Kafka's The Metamorphosis
Unwelcome at Home
Publisher: | Universal Publishers |
Pub date: | 2016 |
Pages: | 217 |
ISBN-10: | 1627340661 |
ISBN-13: | 9781627340663 |
Categories: | Language, Literature, and Linguistic Literary Criticism Language Arts & Disciplines |
Abstract
Fresh from the magic kingdom of Joyce's Finnegans Wake, this non-academic author ushers us line-by-line into the shadows of Kafka's spectral bug theater. He walks the bug back along hints left by Kafka as to what happened the night before, why that night was different from all other nights. In this reading, father Samsa betrayed his first-born and needy son Gregor by declaring him unwelcome at home, even though Gregor was paying the rent. Stimulated by this betrayal of blood by blood, the twilight zone opened momentarily allowing father's brutality to transform the son into a giant bug. Three months later, the combined protective forces of Easter and Passover are necessary to finally put the creature to rest: Easter for his spirit and Passover for his bug body.Using then-current formulas from psychoanalysis as to hysterical conversion and from psychodynamics as to the human energy system, this explanation locates in a story often found mysterious a coherent path to the lack of memory by Gregor of these events and the reason for his hard back and soft underbelly. As the author sees it, irony fuels the title because the metamorphosis changed Gregor's exterior but not his inner nature, his "indestructible" love for family, while just the opposite happened to his convenience-loving family. And irony fuels the results because father Samsa got just the lazy and dependent son he criticized Gregor for being in wanting to stay at home.

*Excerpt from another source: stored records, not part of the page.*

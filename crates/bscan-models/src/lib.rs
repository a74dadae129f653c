//! Shared data models for the BuddyScan detection core.
//!
//! This crate provides Serde-serializable types for:
//! - Detection modes (text, image, video)
//! - Submitted file metadata and per-mode upload limits
//! - Submission payloads (single-slot text/files union)
//! - Verdicts and analysis reports

pub mod file;
pub mod limits;
pub mod mode;
pub mod submission;
pub mod verdict;

// Re-export common types
pub use file::{format_bytes, FileMeta};
pub use limits::{limit_for, AUDIO_LIMIT_BYTES, IMAGE_LIMIT_BYTES, VIDEO_LIMIT_BYTES};
pub use mode::{DetectionMode, ModeParseError};
pub use submission::Submission;
pub use verdict::{
    file_summary, AnalysisReport, FileVerdict, ReportId, ReportOutcome, TextReport, Verdict,
};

The author traces how Kafka uses verb tense and aspect, psycho-narration, as well as changes in the narrator's voice to make meaning in this drama theater. In the last act and after Gregor is disposed of by a Mary Magdalene-suggesting charwoman, the parents prepare their last child, their daughter, for departure, which will leave them in complete convenience. For her they have saved a nest egg that will help supply a nest for her family eggs, a family nest denied to their first-born.
About the Author
This non-academic author, a retired lawyer and now the author of 20 volumes of literary analysis, is fresh from completing a 10 volume series of word by word analysis of Joyce's Finnegans Wake, the only such analysis available. He was featured in the Fall 2015 edition of the James Joyce Literary Supplement. He has now focused his approach in an attempt to find the meaning of stories by Franz Kafka viewed as art forms and how they work as art. The first story analyzed is the famous bug story The Metamorphosis. As with Joyce, Anderson's analysis forges new trails into new territory.